→ **About this task**
Return only how many lines in the data include the string "offset".

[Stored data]
══════

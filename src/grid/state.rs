//! Grid state and coordinates
//!
//! The slice axis wraps around the ring; the layer axis does not.

use std::collections::BTreeSet;
use std::fmt;

use serde::{Deserialize, Serialize};

use crate::error::GridError;
use crate::palette::ColorId;

/// A cell coordinate. Orders by slice, then layer.
#[derive(
    Debug, Clone, Copy, PartialEq, Eq, PartialOrd, Ord, Hash, Default, Serialize, Deserialize,
)]
pub struct Position {
    pub slice: usize,
    pub layer: usize,
}

impl Position {
    #[inline]
    pub const fn new(slice: usize, layer: usize) -> Self {
        Self { slice, layer }
    }
}

impl fmt::Display for Position {
    fn fmt(&self, f: &mut fmt::Formatter<'_>) -> fmt::Result {
        write!(f, "({}, {})", self.slice, self.layer)
    }
}

/// Where a ball entering a slice from the outside comes to rest
#[derive(Debug, Clone, Copy, PartialEq, Eq)]
pub enum Landing {
    /// Settles on top of the column's outermost block
    Cell(Position),
    /// Outermost cell already taken: the column is full
    Blocked,
    /// Column is empty: the ball reaches the core
    Core,
}

/// Colors of every cell, `n_slice × n_layer`, fixed size
#[derive(Debug, Clone, PartialEq, Eq, Serialize, Deserialize)]
#[serde(try_from = "GridData")]
pub struct Grid {
    n_slice: usize,
    n_layer: usize,
    /// Slice-major storage: `cells[slice * n_layer + layer]`
    cells: Vec<ColorId>,
}

/// Unchecked serialized form of a [`Grid`]
#[derive(Deserialize)]
struct GridData {
    n_slice: usize,
    n_layer: usize,
    cells: Vec<ColorId>,
}

impl TryFrom<GridData> for Grid {
    type Error = GridError;

    fn try_from(data: GridData) -> Result<Self, Self::Error> {
        if data.cells.len() != data.n_slice * data.n_layer {
            return Err(GridError::CellCount {
                n_slice: data.n_slice,
                n_layer: data.n_layer,
                cells: data.cells.len(),
            });
        }
        Ok(Self {
            n_slice: data.n_slice,
            n_layer: data.n_layer,
            cells: data.cells,
        })
    }
}

impl Grid {
    /// Create an all-empty grid
    pub fn new(n_slice: usize, n_layer: usize) -> Self {
        Self {
            n_slice,
            n_layer,
            cells: vec![ColorId::EMPTY; n_slice * n_layer],
        }
    }

    /// Build a grid from per-slice columns (layer 0 first)
    ///
    /// Missing layers are empty; extra layers are ignored.
    pub fn from_columns(n_layer: usize, columns: &[&[u8]]) -> Self {
        let mut grid = Self::new(columns.len(), n_layer);
        for (slice, column) in columns.iter().enumerate() {
            for (layer, &color) in column.iter().take(n_layer).enumerate() {
                grid.set(Position::new(slice, layer), ColorId(color));
            }
        }
        grid
    }

    #[inline]
    pub fn n_slice(&self) -> usize {
        self.n_slice
    }

    #[inline]
    pub fn n_layer(&self) -> usize {
        self.n_layer
    }

    #[inline]
    pub fn len(&self) -> usize {
        self.cells.len()
    }

    pub fn is_empty(&self) -> bool {
        self.cells.is_empty()
    }

    #[inline]
    pub fn contains(&self, pos: Position) -> bool {
        pos.slice < self.n_slice && pos.layer < self.n_layer
    }

    /// Fail fast on out-of-range coordinates
    pub fn check(&self, pos: Position) -> Result<(), GridError> {
        if self.contains(pos) {
            Ok(())
        } else {
            Err(GridError::OutOfRange {
                slice: pos.slice,
                layer: pos.layer,
                n_slice: self.n_slice,
                n_layer: self.n_layer,
            })
        }
    }

    pub fn check_slice(&self, slice: usize) -> Result<(), GridError> {
        if slice < self.n_slice {
            Ok(())
        } else {
            Err(GridError::SliceOutOfRange {
                slice,
                n_slice: self.n_slice,
            })
        }
    }

    #[inline]
    fn index(&self, pos: Position) -> usize {
        debug_assert!(self.contains(pos), "{} outside grid", pos);
        pos.slice * self.n_layer + pos.layer
    }

    /// Color at `pos`; panics when out of range
    #[inline]
    pub fn color(&self, pos: Position) -> ColorId {
        self.cells[self.index(pos)]
    }

    pub fn get(&self, pos: Position) -> Option<ColorId> {
        self.contains(pos).then(|| self.color(pos))
    }

    #[inline]
    pub fn set(&mut self, pos: Position, color: ColorId) {
        let idx = self.index(pos);
        self.cells[idx] = color;
    }

    #[inline]
    pub fn is_empty_at(&self, pos: Position) -> bool {
        self.color(pos).is_empty()
    }

    /// Slice index moved by `offset` around the ring
    #[inline]
    pub fn wrap_slice(&self, slice: usize, offset: isize) -> usize {
        let n = self.n_slice as isize;
        (slice as isize + offset).rem_euclid(n) as usize
    }

    #[inline]
    pub fn left_of(&self, pos: Position) -> Position {
        Position::new(self.wrap_slice(pos.slice, -1), pos.layer)
    }

    #[inline]
    pub fn right_of(&self, pos: Position) -> Position {
        Position::new(self.wrap_slice(pos.slice, 1), pos.layer)
    }

    /// Next layer outward, if any
    #[inline]
    pub fn above(&self, pos: Position) -> Option<Position> {
        (pos.layer + 1 < self.n_layer).then(|| Position::new(pos.slice, pos.layer + 1))
    }

    /// Next layer inward, if any
    #[inline]
    pub fn below(&self, pos: Position) -> Option<Position> {
        (pos.layer > 0).then(|| Position::new(pos.slice, pos.layer - 1))
    }

    /// Colors of one slice, innermost first
    pub fn column(&self, slice: usize) -> &[ColorId] {
        let start = slice * self.n_layer;
        &self.cells[start..start + self.n_layer]
    }

    /// Every position, slice ascending then layer ascending
    pub fn positions(&self) -> impl Iterator<Item = Position> + '_ {
        (0..self.n_slice)
            .flat_map(move |slice| (0..self.n_layer).map(move |layer| Position::new(slice, layer)))
    }

    /// Number of non-empty cells
    pub fn filled(&self) -> usize {
        self.cells.iter().filter(|c| !c.is_empty()).count()
    }

    /// Where a ball entering `slice` from outside comes to rest
    pub fn landing(&self, slice: usize) -> Result<Landing, GridError> {
        self.check_slice(slice)?;
        let column = self.column(slice);
        if column.last().is_some_and(|c| !c.is_empty()) {
            return Ok(Landing::Blocked);
        }
        Ok(match column.iter().rposition(|c| !c.is_empty()) {
            Some(top) => Landing::Cell(Position::new(slice, top + 1)),
            None => Landing::Core,
        })
    }

    /// True when no empty cell sits under a non-empty one in any column
    pub fn is_compacted(&self) -> bool {
        (0..self.n_slice).all(|slice| {
            self.column(slice)
                .windows(2)
                .all(|pair| !(pair[0].is_empty() && !pair[1].is_empty()))
        })
    }

    /// Positions whose color differs from `earlier`
    ///
    /// Both grids must have the same dimensions.
    pub fn diff(&self, earlier: &Grid) -> BTreeSet<Position> {
        debug_assert_eq!(
            (self.n_slice, self.n_layer),
            (earlier.n_slice, earlier.n_layer)
        );
        self.positions()
            .filter(|&pos| self.color(pos) != earlier.color(pos))
            .collect()
    }
}

/// Outermost layer on the first line, one character per slice
impl fmt::Display for Grid {
    fn fmt(&self, f: &mut fmt::Formatter<'_>) -> fmt::Result {
        for layer in (0..self.n_layer).rev() {
            for slice in 0..self.n_slice {
                let color = self.color(Position::new(slice, layer));
                if color.is_empty() {
                    f.write_str(".")?;
                } else if color.0 < 10 {
                    write!(f, "{}", color.0)?;
                } else {
                    f.write_str("#")?;
                }
            }
            writeln!(f)?;
        }
        Ok(())
    }
}

#[cfg(test)]
mod tests {
    use super::*;

    #[test]
    fn test_wrap_slice() {
        let grid = Grid::new(6, 3);
        assert_eq!(grid.wrap_slice(0, -1), 5);
        assert_eq!(grid.wrap_slice(5, 1), 0);
        assert_eq!(grid.wrap_slice(2, 13), 3);
        assert_eq!(grid.left_of(Position::new(0, 2)), Position::new(5, 2));
        assert_eq!(grid.right_of(Position::new(5, 1)), Position::new(0, 1));
    }

    #[test]
    fn test_vertical_neighbors_do_not_wrap() {
        let grid = Grid::new(4, 3);
        assert_eq!(grid.below(Position::new(1, 0)), None);
        assert_eq!(grid.above(Position::new(1, 2)), None);
        assert_eq!(grid.above(Position::new(1, 1)), Some(Position::new(1, 2)));
    }

    #[test]
    fn test_check_rejects_out_of_range() {
        let grid = Grid::new(6, 3);
        assert!(grid.check(Position::new(5, 2)).is_ok());
        assert_eq!(
            grid.check(Position::new(6, 0)),
            Err(GridError::OutOfRange {
                slice: 6,
                layer: 0,
                n_slice: 6,
                n_layer: 3
            })
        );
        assert!(grid.check(Position::new(0, 3)).is_err());
        assert_eq!(grid.get(Position::new(0, 3)), None);
    }

    #[test]
    fn test_landing() {
        let grid = Grid::from_columns(3, &[&[1, 2, 3], &[1], &[]]);
        assert_eq!(grid.landing(0), Ok(Landing::Blocked));
        assert_eq!(grid.landing(1), Ok(Landing::Cell(Position::new(1, 1))));
        assert_eq!(grid.landing(2), Ok(Landing::Core));
        assert!(matches!(
            grid.landing(3),
            Err(GridError::SliceOutOfRange { slice: 3, .. })
        ));
    }

    #[test]
    fn test_is_compacted() {
        let grid = Grid::from_columns(3, &[&[1, 2], &[], &[3]]);
        assert!(grid.is_compacted());
        let gap = Grid::from_columns(3, &[&[1, 0, 2]]);
        assert!(!gap.is_compacted());
    }

    #[test]
    fn test_diff() {
        let before = Grid::from_columns(2, &[&[1, 2], &[3]]);
        let mut after = before.clone();
        after.set(Position::new(1, 1), ColorId(4));
        after.set(Position::new(0, 0), ColorId(1));
        let changed: Vec<_> = after.diff(&before).into_iter().collect();
        assert_eq!(changed, vec![Position::new(1, 1)]);
    }

    #[test]
    fn test_snapshot_cell_count_checked() {
        let grid = Grid::from_columns(2, &[&[1, 2], &[3], &[]]);
        let json = serde_json::to_string(&grid).unwrap();
        assert_eq!(serde_json::from_str::<Grid>(&json).unwrap(), grid);

        let err = serde_json::from_str::<Grid>(r#"{"n_slice":6,"n_layer":3,"cells":[1,1]}"#)
            .unwrap_err();
        assert!(err.to_string().contains("has 2 cells"), "{}", err);
    }

    #[test]
    fn test_display() {
        let grid = Grid::from_columns(2, &[&[1, 2], &[3], &[]]);
        assert_eq!(grid.to_string(), "2..\n13.\n");
    }
}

══════

→ **Written solution**
3